=== What the task requires ===
Exactly retype the lines of the material from its first line to the line with "Caller-selected analysis options.", including both.

=== Exercise data ===
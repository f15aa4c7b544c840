//! Per-document ingestion.
//!
//! A document is classified by MIME type and routed to one branch. Each
//! derived field is produced independently: whatever succeeds is written,
//! whatever fails is recorded in the report, and `processed_at` is always
//! stamped.

use std::sync::Arc;
use std::time::Instant;

use serde::Serialize;
use tracing::{debug, info, instrument, warn};
use uuid::Uuid;

use aera_core::{
    chunk_text, defaults, ensure_dimension, AnalysisProvider, AnalysisQuality, ChunkEmbedding,
    DegradationReason, Document, DocumentAnalysis, DocumentAnalysisUpdate, DocumentKind,
    DocumentRepository, EmbeddingBackend, Error, ImageEmbedding, ObjectStorage, Result, Vector,
};
use aera_inference::{embed_query, ImageAnalysis, ImageAnalyzer, VisualEmbedder};

use crate::tagging::Tagger;

/// Caller-selected analysis options.
#[derive(Debug, Clone, Copy, Default)]
pub struct ProcessOptions {
    pub provider: AnalysisProvider,
    pub quality: AnalysisQuality,
}

/// A derived field that could not be produced.
#[derive(Debug, Clone, PartialEq, Serialize)]
pub struct FieldFailure {
    pub field: &'static str,
    pub error: String,
}

/// Outcome of ingesting one document.
#[derive(Debug, Clone, Serialize)]
pub struct IngestionReport {
    pub document_id: Uuid,
    pub kind: DocumentKind,
    pub analysis: DocumentAnalysis,
    /// Fields written to the document row.
    pub updated_fields: Vec<&'static str>,
    pub degraded: bool,
    pub reason: Option<DegradationReason>,
    pub failures: Vec<FieldFailure>,
}

/// Chunking parameters for text bodies.
#[derive(Debug, Clone, Copy)]
pub struct ChunkingConfig {
    pub max_chars: usize,
    pub overlap: usize,
}

impl Default for ChunkingConfig {
    fn default() -> Self {
        Self {
            max_chars: defaults::CHUNK_SIZE,
            overlap: defaults::CHUNK_OVERLAP,
        }
    }
}

/// Collects failures while a branch runs.
#[derive(Default)]
struct Failures(Vec<FieldFailure>);

impl Failures {
    fn record(&mut self, document_id: Uuid, field: &'static str, error: &Error) {
        warn!(
            subsystem = "ingest",
            component = "orchestrator",
            document_id = %document_id,
            field,
            error = %error,
            "Derived field failed"
        );
        self.0.push(FieldFailure {
            field,
            error: error.to_string(),
        });
    }

    /// `Some(value)` on success; records and returns `None` on failure.
    fn keep<T>(&mut self, document_id: Uuid, field: &'static str, result: Result<T>) -> Option<T> {
        match result {
            Ok(value) => Some(value),
            Err(e) => {
                self.record(document_id, field, &e);
                None
            }
        }
    }
}

/// Fields produced by a branch, before they are written.
struct BranchOutput {
    analysis: DocumentAnalysis,
    update: DocumentAnalysisUpdate,
    reason: Option<DegradationReason>,
}

/// Populates derived fields for uploaded documents.
#[derive(Clone)]
pub struct IngestionOrchestrator {
    documents: Arc<dyn DocumentRepository>,
    storage: Arc<dyn ObjectStorage>,
    text_embedder: Arc<dyn EmbeddingBackend>,
    visual_embedder: VisualEmbedder,
    analyzer: Arc<dyn ImageAnalyzer>,
    tagger: Tagger,
    chunking: ChunkingConfig,
    embed_batch_size: usize,
    dimension: usize,
}

impl IngestionOrchestrator {
    pub fn new(
        documents: Arc<dyn DocumentRepository>,
        storage: Arc<dyn ObjectStorage>,
        text_embedder: Arc<dyn EmbeddingBackend>,
        visual_embedder: VisualEmbedder,
        analyzer: Arc<dyn ImageAnalyzer>,
        tagger: Tagger,
    ) -> Self {
        Self {
            documents,
            storage,
            text_embedder,
            visual_embedder,
            analyzer,
            tagger,
            chunking: ChunkingConfig::default(),
            embed_batch_size: defaults::EMBED_BATCH_SIZE,
            dimension: defaults::EMBED_DIMENSION,
        }
    }

    pub fn with_chunking(mut self, chunking: ChunkingConfig) -> Self {
        self.chunking = chunking;
        self
    }

    /// Cap the chunk texts per embeddings request. Zero is treated as one.
    pub fn with_embed_batch_size(mut self, size: usize) -> Self {
        self.embed_batch_size = size.max(1);
        self
    }

    pub fn with_dimension(mut self, dimension: usize) -> Self {
        self.dimension = dimension;
        self
    }

    /// Classify, analyze, and write back one document.
    ///
    /// Only a missing document or a failed final write is an error; every
    /// analysis failure is captured in the report.
    #[instrument(skip_all, fields(
        subsystem = "ingest",
        component = "orchestrator",
        op = "process",
        document_id = %document_id,
    ))]
    pub async fn process(
        &self,
        document_id: Uuid,
        options: ProcessOptions,
    ) -> Result<IngestionReport> {
        let start = Instant::now();
        let document = self.documents.fetch(document_id).await?;
        let kind = document.kind();
        let mut failures = Failures::default();

        debug!(kind = %kind, mime_type = %document.mime_type, "Classified document");

        let output = match kind {
            DocumentKind::Image => self.process_image(&document, options, &mut failures).await,
            DocumentKind::Text => self.process_text(&document, &mut failures).await,
            DocumentKind::Video => self.process_video(&document, &mut failures).await,
            DocumentKind::Other => self.process_other(&document, &mut failures).await,
        };

        let BranchOutput {
            analysis,
            update,
            mut reason,
        } = output;
        if reason.is_none() && update.embedding.is_none() {
            reason = Some(DegradationReason::EmbeddingFailed);
        }

        let updated_fields = update.written_fields();
        self.documents.apply_analysis(document_id, update).await?;

        info!(
            kind = %kind,
            updated = ?updated_fields,
            failure_count = failures.0.len(),
            degraded = reason.is_some(),
            duration_ms = start.elapsed().as_millis() as u64,
            "Document processed"
        );

        Ok(IngestionReport {
            document_id,
            kind,
            analysis,
            updated_fields,
            degraded: reason.is_some(),
            reason,
            failures: failures.0,
        })
    }

    /// Embed one text with the text embedder, checking its width.
    async fn embed_text(&self, text: &str) -> Result<Vector> {
        let vector = embed_query(self.text_embedder.as_ref(), text).await?;
        ensure_dimension(&vector, self.dimension)?;
        Ok(vector)
    }

    async fn process_image(
        &self,
        document: &Document,
        options: ProcessOptions,
        failures: &mut Failures,
    ) -> BranchOutput {
        let mut update = DocumentAnalysisUpdate::processed_now();

        match self.analyze_image(document, options).await {
            Ok((analysis, embedding)) => {
                let searchable = analysis.searchable_text();
                let detailed = serde_json::to_value(&analysis.detailed).ok();
                let tags = if analysis.tags.is_empty() {
                    failures.keep(
                        document.id,
                        "tags",
                        self.tagger.tags(&searchable).await.map(|(t, _)| t),
                    )
                } else {
                    Some(analysis.tags.clone())
                };

                update.embedding = Some(embedding);
                update.description = Some(analysis.description.clone());
                update.tags = tags.clone();
                update.detailed_analysis = detailed;
                update.searchable_text = Some(searchable);
                update.analysis_model = Some(analysis.model.clone());

                BranchOutput {
                    analysis: DocumentAnalysis::Image {
                        description: Some(analysis.description),
                        detailed: Some(analysis.detailed),
                        tags: tags.unwrap_or_default(),
                        model: Some(analysis.model),
                        used_title_fallback: false,
                    },
                    update,
                    reason: None,
                }
            }
            Err(e) => {
                failures.record(document.id, "image_analysis", &e);
                let title = document.title.trim();

                update.embedding = failures.keep(document.id, "embedding", self.embed_text(title).await);
                let tags = failures.keep(
                    document.id,
                    "tags",
                    self.tagger.tags(title).await.map(|(t, _)| t),
                );
                update.tags = tags.clone();

                BranchOutput {
                    analysis: DocumentAnalysis::Image {
                        description: None,
                        detailed: None,
                        tags: tags.unwrap_or_default(),
                        model: None,
                        used_title_fallback: update.embedding.is_some(),
                    },
                    update,
                    reason: Some(DegradationReason::AnalysisFailed),
                }
            }
        }
    }

    /// Download, analyze, embed, and store the companion image embedding.
    async fn analyze_image(
        &self,
        document: &Document,
        options: ProcessOptions,
    ) -> Result<(ImageAnalysis, Vector)> {
        let bytes = self.storage.download(&document.storage_path).await?;
        let analysis = self
            .analyzer
            .analyze(
                &bytes,
                &document.mime_type,
                &document.title,
                options.provider,
                options.quality,
            )
            .await?;

        let embedding = self
            .visual_embedder
            .embed_description(&analysis.searchable_text())
            .await?;
        ensure_dimension(&embedding, self.dimension)?;

        self.documents
            .upsert_image_embedding(ImageEmbedding {
                document_id: document.id,
                frame_index: 0,
                embedding: embedding.clone(),
                description: analysis.description.clone(),
                model: self.visual_embedder.model_name().to_string(),
            })
            .await?;

        Ok((analysis, embedding))
    }

    /// Embedding, tags, and summary for `blob`, derived concurrently.
    async fn embed_tag_summarize(
        &self,
        document_id: Uuid,
        blob: &str,
        failures: &mut Failures,
    ) -> (Option<Vector>, Option<Vec<String>>, Option<String>) {
        let (embedding, tags, summary) = tokio::join!(
            self.embed_text(blob),
            self.tagger.tags(blob),
            self.tagger.summarize(blob),
        );
        (
            failures.keep(document_id, "embedding", embedding),
            failures.keep(document_id, "tags", tags.map(|(t, _)| t)),
            failures.keep(document_id, "ai_summary", summary),
        )
    }

    async fn process_text(&self, document: &Document, failures: &mut Failures) -> BranchOutput {
        let blob = match document.description.as_deref().map(str::trim) {
            Some(description) if !description.is_empty() => {
                format!("{}\n\n{}", document.title.trim(), description)
            }
            _ => document.title.trim().to_string(),
        };

        let (embedding, tags, summary) =
            self.embed_tag_summarize(document.id, &blob, failures).await;

        let chunk_count = if is_plain_text(&document.mime_type) {
            let result = self.index_body(document).await;
            failures.keep(document.id, "chunks", result).unwrap_or(0)
        } else {
            0
        };

        let mut update = DocumentAnalysisUpdate::processed_now();
        update.embedding = embedding;
        update.tags = tags.clone();
        update.ai_summary = summary.clone();

        BranchOutput {
            analysis: DocumentAnalysis::Text {
                tags: tags.unwrap_or_default(),
                ai_summary: summary,
                chunk_count,
            },
            update,
            reason: None,
        }
    }

    /// Chunk and embed a plain-text body, replacing earlier chunk rows.
    async fn index_body(&self, document: &Document) -> Result<usize> {
        let bytes = self.storage.download(&document.storage_path).await?;
        let body = String::from_utf8_lossy(&bytes);
        let chunks = chunk_text(&body, self.chunking.max_chars, self.chunking.overlap);
        if chunks.is_empty() {
            return Ok(0);
        }

        let texts: Vec<String> = chunks.iter().map(|c| c.content.clone()).collect();
        let mut vectors = Vec::with_capacity(texts.len());
        for batch in texts.chunks(self.embed_batch_size) {
            let embedded = self.text_embedder.embed_texts(batch).await?;
            if embedded.len() != batch.len() {
                return Err(Error::Embedding(format!(
                    "Expected {} chunk embeddings, got {}",
                    batch.len(),
                    embedded.len()
                )));
            }
            vectors.extend(embedded);
        }
        debug!(
            chunk_count = texts.len(),
            batch_count = texts.len().div_ceil(self.embed_batch_size),
            "Embedded body chunks"
        );

        let mut rows = Vec::with_capacity(chunks.len());
        for (chunk, embedding) in chunks.into_iter().zip(vectors) {
            ensure_dimension(&embedding, self.dimension)?;
            rows.push(ChunkEmbedding {
                chunk_index: chunk.id as i32,
                content: chunk.content,
                embedding,
            });
        }

        let count = rows.len();
        self.documents
            .replace_chunk_embeddings(document.id, rows, self.text_embedder.model_name())
            .await?;
        debug!(chunk_count = count, "Indexed document body");
        Ok(count)
    }

    async fn process_video(&self, document: &Document, failures: &mut Failures) -> BranchOutput {
        let blob = format!("Video: {}", document.title.trim());
        let (embedding, tags) = tokio::join!(self.embed_text(&blob), self.tagger.tags(&blob));
        let embedding = failures.keep(document.id, "embedding", embedding);
        let tags = failures.keep(document.id, "tags", tags.map(|(t, _)| t));

        let mut update = DocumentAnalysisUpdate::processed_now();
        update.embedding = embedding;
        update.tags = tags.clone();

        BranchOutput {
            analysis: DocumentAnalysis::Video {
                tags: tags.unwrap_or_default(),
            },
            update,
            reason: None,
        }
    }

    async fn process_other(&self, document: &Document, failures: &mut Failures) -> BranchOutput {
        let blob = document.title.trim().to_string();
        let (embedding, tags, summary) =
            self.embed_tag_summarize(document.id, &blob, failures).await;

        let mut update = DocumentAnalysisUpdate::processed_now();
        update.embedding = embedding;
        update.tags = tags.clone();
        update.ai_summary = summary.clone();

        BranchOutput {
            analysis: DocumentAnalysis::Other {
                tags: tags.unwrap_or_default(),
                ai_summary: summary,
            },
            update,
            reason: None,
        }
    }
}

=== Exercise solution ===
repository f15aa4c7b544c840
//! Per-document ingestion.
//!
//! A document is classified by MIME type and routed to one branch. Each
//! derived field is produced independently: whatever succeeds is written,
//! whatever fails is recorded in the report, and `processed_at` is always
//! stamped.

use std::sync::Arc;
use std::time::Instant;

use serde::Serialize;
use tracing::{debug, info, instrument, warn};
use uuid::Uuid;

use aera_core::{
    chunk_text, defaults, ensure_dimension, AnalysisProvider, AnalysisQuality, ChunkEmbedding,
    DegradationReason, Document, DocumentAnalysis, DocumentAnalysisUpdate, DocumentKind,
    DocumentRepository, EmbeddingBackend, Error, ImageEmbedding, ObjectStorage, Result, Vector,
};
use aera_inference::{embed_query, ImageAnalysis, ImageAnalyzer, VisualEmbedder};

use crate::tagging::Tagger;

/// Caller-selected analysis options.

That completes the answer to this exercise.